§ **Directions for this task**: The full listing needs to be output exactly.

Start of Supplied data

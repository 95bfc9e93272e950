//! Tokenizer
//!
//!     Turns raw text into a marked string plus an ordered token list. Tokenization runs in
//!     two phases:
//!
//!         1. Substitution. Every catalog pattern, in catalog order, replaces its matches in the
//!            working string with the element's marker. Each stage sees the previous stage's
//!            output, which is what disambiguates `##` from `#` and `**` from `*`. This is an
//!            ordered pipeline on purpose, not one combined regex.
//!
//!         2. Extraction. Each kind's marker is located in the fully substituted string, one
//!            token per occurrence, and the merged list is sorted by offset.
//!
//!     Break is special in phase 1: every `\r` and every `\n` becomes a Break marker, and one
//!     more Break marker is always appended for end of input. The marked string therefore
//!     always ends with a Break, even for empty input.
//!
//!     Nothing here can fail. Unbalanced emphasis is left for the
//!     [balancing](super::balancing) stage.

use super::elements::{Anchoring, ElementKind, ElementSpec, ELEMENTS};
use super::token::Token;
use once_cell::sync::Lazy;
use regex::{NoExpand, Regex};

/// Catalog patterns, compiled once, in processing order
static COMPILED_ELEMENTS: Lazy<Vec<(&'static ElementSpec, Regex)>> = Lazy::new(|| {
    ELEMENTS
        .iter()
        .map(|element| {
            let source = match element.anchoring {
                // multi-line, with `\r` and `\n` both counting as line terminators
                Anchoring::LineStart => format!("(?mR){}", element.pattern),
                Anchoring::Anywhere | Anchoring::LineEnd => element.pattern.to_string(),
            };
            let regex = Regex::new(&source).expect("catalog pattern must compile");
            (element, regex)
        })
        .collect()
});

/// Output of [tokenize]
#[derive(Debug, Clone, PartialEq, Eq, serde::Serialize, serde::Deserialize)]
pub struct Tokenized {
    /// Input with every recognized element replaced by its marker
    pub marked: String,
    /// Tokens in document order
    pub tokens: Vec<Token>,
}

impl Tokenized {
    pub fn into_parts(self) -> (String, Vec<Token>) {
        (self.marked, self.tokens)
    }

    /// Tokens of a single kind, in document order
    pub fn tokens_of(&self, kind: ElementKind) -> impl Iterator<Item = &Token> {
        self.tokens.iter().filter(move |token| token.kind == kind)
    }
}

/// Tokenize raw markdown text
pub fn tokenize(raw: &str) -> Tokenized {
    let marked = substitute(raw);
    let tokens = extract(&marked);

    tracing::debug!(
        input_len = raw.len(),
        marked_len = marked.len(),
        tokens = tokens.len(),
        "tokenized input"
    );

    Tokenized { marked, tokens }
}

/// Phase 1: replace every element with its marker
pub fn substitute(raw: &str) -> String {
    let mut working = raw.to_string();

    for (element, regex) in COMPILED_ELEMENTS.iter() {
        working = regex
            .replace_all(&working, NoExpand(element.marker))
            .into_owned();

        if element.anchoring == Anchoring::LineEnd {
            working.push_str(element.marker);
        }

        tracing::trace!(kind = %element.kind, len = working.len(), "substituted");
    }

    working
}

/// Phase 2: one token per marker occurrence, sorted by offset
///
/// Markers are located by byte offset and converted to char offsets in a single forward pass.
pub fn extract(marked: &str) -> Vec<Token> {
    let mut located: Vec<(usize, ElementKind)> = ELEMENTS
        .iter()
        .flat_map(|element| {
            marked
                .match_indices(element.marker)
                .map(move |(byte_offset, _)| (byte_offset, element.kind))
        })
        .collect();

    // stable, so ties keep catalog order
    located.sort_by_key(|(byte_offset, _)| *byte_offset);

    let mut byte_cursor = 0;
    let mut char_cursor = 0;
    located
        .into_iter()
        .map(|(byte_offset, kind)| {
            char_cursor += marked[byte_cursor..byte_offset].chars().count();
            byte_cursor = byte_offset;
            Token::new(kind, char_cursor)
        })
        .collect()
}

End of Supplied data

§ **Result of this task**:
repository 95bfc9e93272e950
//! Tokenizer
//!
//!     Turns raw text into a marked string plus an ordered token list. Tokenization runs in
//!     two phases:
//!
//!         1. Substitution. Every catalog pattern, in catalog order, replaces its matches in the
//!            working string with the element's marker. Each stage sees the previous stage's
//!            output, which is what disambiguates `##` from `#` and `**` from `*`. This is an
//!            ordered pipeline on purpose, not one combined regex.
//!
//!         2. Extraction. Each kind's marker is located in the fully substituted string, one
//!            token per occurrence, and the merged list is sorted by offset.
//!
//!     Break is special in phase 1: every `\r` and every `\n` becomes a Break marker, and one
//!     more Break marker is always appended for end of input. The marked string therefore
//!     always ends with a Break, even for empty input.
//!
//!     Nothing here can fail. Unbalanced emphasis is left for the
//!     [balancing](super::balancing) stage.

use super::elements::{Anchoring, ElementKind, ElementSpec, ELEMENTS};
use super::token::Token;
use once_cell::sync::Lazy;
use regex::{NoExpand, Regex};

/// Catalog patterns, compiled once, in processing order
static COMPILED_ELEMENTS: Lazy<Vec<(&'static ElementSpec, Regex)>> = Lazy::new(|| {
    ELEMENTS
        .iter()
        .map(|element| {
            let source = match element.anchoring {
                // multi-line, with `\r` and `\n` both counting as line terminators
                Anchoring::LineStart => format!("(?mR){}", element.pattern),
                Anchoring::Anywhere | Anchoring::LineEnd => element.pattern.to_string(),
            };
            let regex = Regex::new(&source).expect("catalog pattern must compile");
            (element, regex)
        })
        .collect()
});

/// Output of [tokenize]
#[derive(Debug, Clone, PartialEq, Eq, serde::Serialize, serde::Deserialize)]
pub struct Tokenized {
    /// Input with every recognized element replaced by its marker
    pub marked: String,
    /// Tokens in document order
    pub tokens: Vec<Token>,
}

impl Tokenized {
    pub fn into_parts(self) -> (String, Vec<Token>) {
        (self.marked, self.tokens)
    }

    /// Tokens of a single kind, in document order
    pub fn tokens_of(&self, kind: ElementKind) -> impl Iterator<Item = &Token> {
        self.tokens.iter().filter(move |token| token.kind == kind)
    }
}

/// Tokenize raw markdown text
pub fn tokenize(raw: &str) -> Tokenized {
    let marked = substitute(raw);
    let tokens = extract(&marked);

    tracing::debug!(
        input_len = raw.len(),
        marked_len = marked.len(),
        tokens = tokens.len(),
        "tokenized input"
    );

    Tokenized { marked, tokens }
}

/// Phase 1: replace every element with its marker
pub fn substitute(raw: &str) -> String {
    let mut working = raw.to_string();

    for (element, regex) in COMPILED_ELEMENTS.iter() {
        working = regex
            .replace_all(&working, NoExpand(element.marker))
            .into_owned();

        if element.anchoring == Anchoring::LineEnd {
            working.push_str(element.marker);
        }

        tracing::trace!(kind = %element.kind, len = working.len(), "substituted");
    }

    working
}

/// Phase 2: one token per marker occurrence, sorted by offset
///
/// Markers are located by byte offset and converted to char offsets in a single forward pass.
pub fn extract(marked: &str) -> Vec<Token> {
    let mut located: Vec<(usize, ElementKind)> = ELEMENTS
        .iter()
        .flat_map(|element| {
            marked
                .match_indices(element.marker)
                .map(move |(byte_offset, _)| (byte_offset, element.kind))
        })
        .collect();

    // stable, so ties keep catalog order
    located.sort_by_key(|(byte_offset, _)| *byte_offset);

    let mut byte_cursor = 0;
    let mut char_cursor = 0;
    located
        .into_iter()
        .map(|(byte_offset, kind)| {
            char_cursor += marked[byte_cursor..byte_offset].chars().count();
            byte_cursor = byte_offset;
            Token::new(kind, char_cursor)
        })
        .collect()
}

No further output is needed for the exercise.